> **ACTION ITEM**
Tally how many lines in the material include the word "ConfigSubcommand", then give that figure by itself.
+++ EXERCISE MATERIALS +++
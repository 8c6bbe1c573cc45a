pub mod check;
pub mod config;
pub mod init;
pub mod run;

use anyhow::Context;
use std::path::Path;
use sunrise_core::config::{Config, Settings};

/// Load the config at `path` and resolve it into typed settings.
pub fn load_settings(path: &Path) -> anyhow::Result<Settings> {
    let config = Config::load(path)
        .with_context(|| format!("failed to load config from {}", path.display()))?;
    Settings::resolve(&config).with_context(|| format!("invalid config in {}", path.display()))
}
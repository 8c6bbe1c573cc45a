use crate::output::{print_fields, print_json};
use anyhow::Context;
use clap::Subcommand;
use std::path::Path;
use sunrise_core::config::{Config, WarnLevel};

use super::load_settings;

#[derive(Subcommand)]
pub enum ConfigSubcommand {
    /// Validate the config for common mistakes
    Validate,

    /// Show the resolved settings
    Show,
}

pub fn run(config_path: &Path, subcmd: ConfigSubcommand, json: bool) -> anyhow::Result<()> {
    match subcmd {
        ConfigSubcommand::Validate => validate(config_path, json),
        ConfigSubcommand::Show => show(config_path, json),
    }
}

// ---------------------------------------------------------------------------
// validate
// ---------------------------------------------------------------------------

fn validate(config_path: &Path, json: bool) -> anyhow::Result<()> {
    let config = Config::load(config_path)
        .with_context(|| format!("failed to load config from {}", config_path.display()))?;
    let warnings = config.validate();
    let has_errors = warnings.iter().any(|w| w.level == WarnLevel::Error);

    if json {
        print_json(&serde_json::json!({
            "config": config_path,
            "valid": !has_errors,
            "warnings": warnings,
        }))?;
    } else if warnings.is_empty() {
        println!("{}: ok", config_path.display());
    } else {
        for w in &warnings {
            let label = match w.level {
                WarnLevel::Warning => "warning",
                WarnLevel::Error => "error",
            };
            println!("{label}: {}", w.message);
        }
    }

    if has_errors {
        anyhow::bail!("{} has configuration errors", config_path.display());
    }
    Ok(())
}

// ---------------------------------------------------------------------------
// show
// ---------------------------------------------------------------------------

fn show(config_path: &Path, json: bool) -> anyhow::Result<()> {
    let settings = load_settings(config_path)?;

    if json {
        print_json(&settings)?;
        return Ok(());
    }

    let mut fields = vec![
        ("config", config_path.display().to_string()),
        ("log", settings.log_path.display().to_string()),
        ("trigger", settings.trigger.clone()),
        ("interval", format!("{}s", settings.check_interval.as_secs())),
        ("wake", settings.wake.to_string()),
        ("wake wait", format!("{}s", settings.wake_wait.as_secs())),
    ];
    match &settings.restart {
        Some(restart) => {
            fields.push(("stop", restart.stop.to_string()));
            fields.push(("start", restart.start.to_string()));
        }
        None => fields.push(("restart", "disabled".into())),
    }
    print_fields(&fields);
    Ok(())
}
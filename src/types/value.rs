use std::cmp::Ordering;
use std::collections::HashMap;
use std::fmt;

/// Comparison operators supported by the built-in comparison condition.
#[derive(Debug, Clone, Copy, PartialEq, Eq)]
#[cfg_attr(feature = "serde", derive(serde::Serialize, serde::Deserialize))]
pub enum CompareOp {
    Eq,
    Neq,
    Gt,
    Gte,
    Lt,
    Lte,
}

/// Runtime values bound to variables in an
/// [`ExecutionState`](super::ExecutionState).
#[derive(Debug, Clone, PartialEq)]
#[cfg_attr(feature = "serde", derive(serde::Serialize, serde::Deserialize))]
pub enum Value {
    /// A 64-bit signed integer.
    Int(i64),
    /// A 64-bit floating-point number.
    Float(f64),
    /// A boolean value.
    Bool(bool),
    /// A UTF-8 string.
    String(String),
    /// An ordered sequence of values.
    List(Vec<Value>),
    /// A string-keyed record of values, traversable by property path.
    Map(HashMap<String, Value>),
}

impl Value {
    /// Compare this value to another using the given operator.
    /// Returns `None` for incompatible kinds and for any list or map operand.
    #[must_use]
    pub fn compare(&self, op: CompareOp, other: &Value) -> Option<bool> {
        let ord = self.partial_cmp_value(other)?;
        Some(match op {
            CompareOp::Eq => ord == Ordering::Equal,
            CompareOp::Neq => ord != Ordering::Equal,
            CompareOp::Gt => ord == Ordering::Greater,
            CompareOp::Gte => ord != Ordering::Less,
            CompareOp::Lt => ord == Ordering::Less,
            CompareOp::Lte => ord != Ordering::Greater,
        })
    }

    #[allow(clippy::cast_precision_loss)]
    fn partial_cmp_value(&self, other: &Value) -> Option<Ordering> {
        match (self, other) {
            (Value::Int(a), Value::Int(b)) => a.partial_cmp(b),
            (Value::Float(a), Value::Float(b)) => a.partial_cmp(b),
            (Value::Int(a), Value::Float(b)) => (*a as f64).partial_cmp(b),
            (Value::Float(a), Value::Int(b)) => a.partial_cmp(&(*b as f64)),
            (Value::Bool(a), Value::Bool(b)) => {
                // Only equality comparisons are meaningful for bools
                if a == b {
                    Some(Ordering::Equal)
                } else {
                    // Return an ordering so Eq/Neq work, but Gt/Lt will give
                    // technically valid but semantically odd results. This is
                    // fine -- callers should only use Eq/Neq with bools.
                    Some(a.cmp(b))
                }
            }
            (Value::String(a), Value::String(b)) => a.partial_cmp(b),
            _ => None,
        }
    }

    /// Lowercase kind name, used in error and violation messages.
    #[must_use]
    pub fn kind(&self) -> &'static str {
        match self {
            Value::Int(_) => "int",
            Value::Float(_) => "float",
            Value::Bool(_) => "bool",
            Value::String(_) => "string",
            Value::List(_) => "list",
            Value::Map(_) => "map",
        }
    }
}

impl From<i64> for Value {
    fn from(v: i64) -> Self {
        Value::Int(v)
    }
}

impl From<f64> for Value {
    fn from(v: f64) -> Self {
        Value::Float(v)
    }
}

impl From<bool> for Value {
    fn from(v: bool) -> Self {
        Value::Bool(v)
    }
}

impl From<&str> for Value {
    fn from(v: &str) -> Self {
        Value::String(v.to_owned())
    }
}

impl From<String> for Value {
    fn from(v: String) -> Self {
        Value::String(v)
    }
}

impl From<Vec<Value>> for Value {
    fn from(v: Vec<Value>) -> Self {
        Value::List(v)
    }
}

impl From<HashMap<String, Value>> for Value {
    fn from(v: HashMap<String, Value>) -> Self {
        Value::Map(v)
    }
}

impl fmt::Display for CompareOp {
    fn fmt(&self, f: &mut fmt::Formatter<'_>) -> fmt::Result {
        match self {
            CompareOp::Eq => write!(f, "=="),
            CompareOp::Neq => write!(f, "!="),
            CompareOp::Gt => write!(f, ">"),
            CompareOp::Gte => write!(f, ">="),
            CompareOp::Lt => write!(f, "<"),
            CompareOp::Lte => write!(f, "<="),
        }
    }
}

impl fmt::Display for Value {
    fn fmt(&self, f: &mut fmt::Formatter<'_>) -> fmt::Result {
        match self {
            Value::Int(v) => write!(f, "{v}"),
            Value::Float(v) => write!(f, "{v}"),
            Value::Bool(v) => write!(f, "{v}"),
            Value::String(v) => write!(f, "\"{v}\""),
            Value::List(items) => {
                write!(f, "[")?;
                for (i, item) in items.iter().enumerate() {
                    if i > 0 {
                        write!(f, ", ")?;
                    }
                    write!(f, "{item}")?;
                }
                write!(f, "]")
            }
            Value::Map(fields) => {
                // Keys are sorted so the output is deterministic.
                let mut keys: Vec<&String> = fields.keys().collect();
                keys.sort();
                write!(f, "{{")?;
                for (i, key) in keys.iter().enumerate() {
                    if i > 0 {
                        write!(f, ", ")?;
                    }
                    write!(f, "{key}: {}", fields[key.as_str()])?;
                }
                write!(f, "}}")
            }
        }
    }
}
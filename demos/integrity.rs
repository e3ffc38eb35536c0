use ruletree::{AssignVariable, DataDef, Expression, Loop, MetadataState};

fn main() {
    // A deliberately broken tree: the loop shadows an existing variable,
    // and its body reads a selector that does not exist.
    let broken = Loop::over("user.orders")
        .item_name("user")
        .action(AssignVariable::new("total", "user.total"));

    let user = DataDef::map([
        ("age".to_owned(), DataDef::Int),
        (
            "orders".to_owned(),
            DataDef::list_of(DataDef::map([("id".to_owned(), DataDef::String)])),
        ),
    ]);
    let mut metadata = MetadataState::new().with_definition("user", user);

    let violations = broken.check_integrity(&mut metadata);
    if violations.is_empty() {
        println!("tree is valid");
    } else {
        println!("found {} violation(s):", violations.len());
        for violation in &violations {
            println!("  [{}] {}", violation.uuid(), violation.message());
        }
    }

    // The same tree with a non-shadowing item name: only the selector
    // problem remains.
    let fixed = Loop::over("user.orders")
        .item_name("order")
        .action(AssignVariable::new("total", "order.total"));

    let violations = fixed.check_integrity(&mut metadata);
    println!();
    println!("after renaming the item variable:");
    for violation in &violations {
        println!("  [{}] {}", violation.uuid(), violation.message());
    }
}
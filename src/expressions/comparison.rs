use uuid::Uuid;

use crate::expression::{ConditionExpression, Expression};
use crate::types::{
    CompareOp, DataDef, EvalError, ExecutionState, MetadataState, Value, ViolationList,
};

/// Compares the value at a property path against a configured literal.
///
/// Evaluation fetches the path from the execution state and applies
/// [`Value::compare`]; incomparable kinds evaluate to `false`. A path
/// that does not resolve is a hard failure — the integrity check exists
/// to catch that ahead of time.
#[derive(Debug)]
pub struct Comparison {
    path: String,
    op: CompareOp,
    literal: Value,
    negated: bool,
    uuid: Uuid,
}

impl Comparison {
    #[must_use]
    pub fn new(path: impl Into<String>, op: CompareOp, literal: impl Into<Value>) -> Self {
        Self {
            path: path.into(),
            op,
            literal: literal.into(),
            negated: false,
            uuid: Uuid::new_v4(),
        }
    }

    /// Invert the comparison result.
    #[must_use]
    pub fn negated(mut self) -> Self {
        self.negated = true;
        self
    }
}

/// Whether a value of the given definition can be compared with the
/// literal. Int and Float cross-compare; everything else matches by kind.
fn comparable(def: &DataDef, literal: &Value) -> bool {
    matches!(
        (def, literal),
        (DataDef::Int | DataDef::Float, Value::Int(_) | Value::Float(_))
            | (DataDef::Bool, Value::Bool(_))
            | (DataDef::String, Value::String(_))
    )
}

impl Expression for Comparison {
    fn id(&self) -> &'static str {
        "comparison"
    }

    fn label(&self) -> &'static str {
        "Data comparison"
    }

    fn uuid(&self) -> Uuid {
        self.uuid
    }

    fn check_integrity(&self, metadata: &mut MetadataState) -> ViolationList {
        let mut violations = ViolationList::new();

        let def = match metadata.fetch_definition_by_path(&self.path) {
            Ok(def) => def,
            Err(err) => {
                violations.add_with_message(
                    format!("Data selector '{}' cannot be resolved. {err}", self.path),
                    self.uuid,
                );
                return violations;
            }
        };

        if !def.is_scalar() {
            violations.add_with_message(
                format!(
                    "The data type of '{}' is {} and cannot be compared.",
                    self.path,
                    def.kind()
                ),
                self.uuid,
            );
            return violations;
        }

        if !comparable(def, &self.literal) {
            violations.add_with_message(
                format!(
                    "The value {} cannot be compared with '{}' of type {}.",
                    self.literal,
                    self.path,
                    def.kind()
                ),
                self.uuid,
            );
        }
        violations
    }
}

impl ConditionExpression for Comparison {
    fn evaluate(&self, state: &mut ExecutionState) -> Result<bool, EvalError> {
        let actual = state.fetch_by_path(&self.path)?;
        Ok(actual.compare(self.op, &self.literal).unwrap_or(false))
    }

    fn is_negated(&self) -> bool {
        self.negated
    }
}

#[cfg(test)]
mod tests {
    use super::*;

    #[test]
    fn evaluates_against_state() {
        let condition = Comparison::new("user.age", CompareOp::Gte, 18_i64);
        let user = Value::Map([("age".to_owned(), Value::Int(25))].into_iter().collect());
        let mut state = ExecutionState::new().with_variable("user", user);
        assert!(condition.evaluate(&mut state).unwrap());

        let condition = Comparison::new("user.age", CompareOp::Lt, 18_i64);
        assert!(!condition.evaluate(&mut state).unwrap());
    }

    #[test]
    fn unresolvable_path_is_a_hard_failure() {
        let condition = Comparison::new("user.age", CompareOp::Gte, 18_i64);
        let mut state = ExecutionState::new();
        let err = condition.evaluate(&mut state).unwrap_err();
        assert_eq!(err.to_string(), "unknown variable 'user'");
    }

    #[test]
    fn incomparable_kinds_evaluate_to_false() {
        let condition = Comparison::new("name", CompareOp::Eq, 1_i64);
        let mut state = ExecutionState::new().with_variable("name", "zoe");
        assert!(!condition.evaluate(&mut state).unwrap());
    }

    #[test]
    fn negation_applies_in_effective_result() {
        let condition = Comparison::new("count", CompareOp::Eq, 3_i64).negated();
        let mut state = ExecutionState::new().with_variable("count", 3_i64);
        assert!(condition.evaluate(&mut state).unwrap());
        assert!(!condition.evaluate_effective(&mut state).unwrap());
    }

    #[test]
    fn integrity_unresolvable_selector() {
        let condition = Comparison::new("user.age", CompareOp::Gte, 18_i64);
        let mut metadata = MetadataState::new();
        let violations = condition.check_integrity(&mut metadata);

        assert_eq!(violations.len(), 1);
        assert_eq!(
            violations.first().unwrap().message(),
            "Data selector 'user.age' cannot be resolved. unknown variable 'user'"
        );
    }

    #[test]
    fn integrity_non_scalar_definition() {
        let condition = Comparison::new("tags", CompareOp::Eq, "rust");
        let mut metadata =
            MetadataState::new().with_definition("tags", DataDef::list_of(DataDef::String));
        let violations = condition.check_integrity(&mut metadata);

        assert_eq!(violations.len(), 1);
        assert_eq!(
            violations.first().unwrap().message(),
            "The data type of 'tags' is list and cannot be compared."
        );
    }

    #[test]
    fn integrity_incomparable_literal() {
        let condition = Comparison::new("count", CompareOp::Eq, "three");
        let mut metadata = MetadataState::new().with_definition("count", DataDef::Int);
        let violations = condition.check_integrity(&mut metadata);

        assert_eq!(violations.len(), 1);
        assert_eq!(
            violations.first().unwrap().message(),
            "The value \"three\" cannot be compared with 'count' of type int."
        );
    }

    #[test]
    fn integrity_accepts_numeric_cross_compare() {
        let condition = Comparison::new("ratio", CompareOp::Gt, 1_i64);
        let mut metadata = MetadataState::new().with_definition("ratio", DataDef::Float);
        assert!(condition.check_integrity(&mut metadata).is_empty());
    }

    #[test]
    fn integrity_valid_comparison_is_clean() {
        let condition = Comparison::new("count", CompareOp::Lte, 10_i64);
        let mut metadata = MetadataState::new().with_definition("count", DataDef::Int);
        assert!(condition.check_integrity(&mut metadata).is_empty());
    }
}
+++
> **FINISHED EXERCISE**
4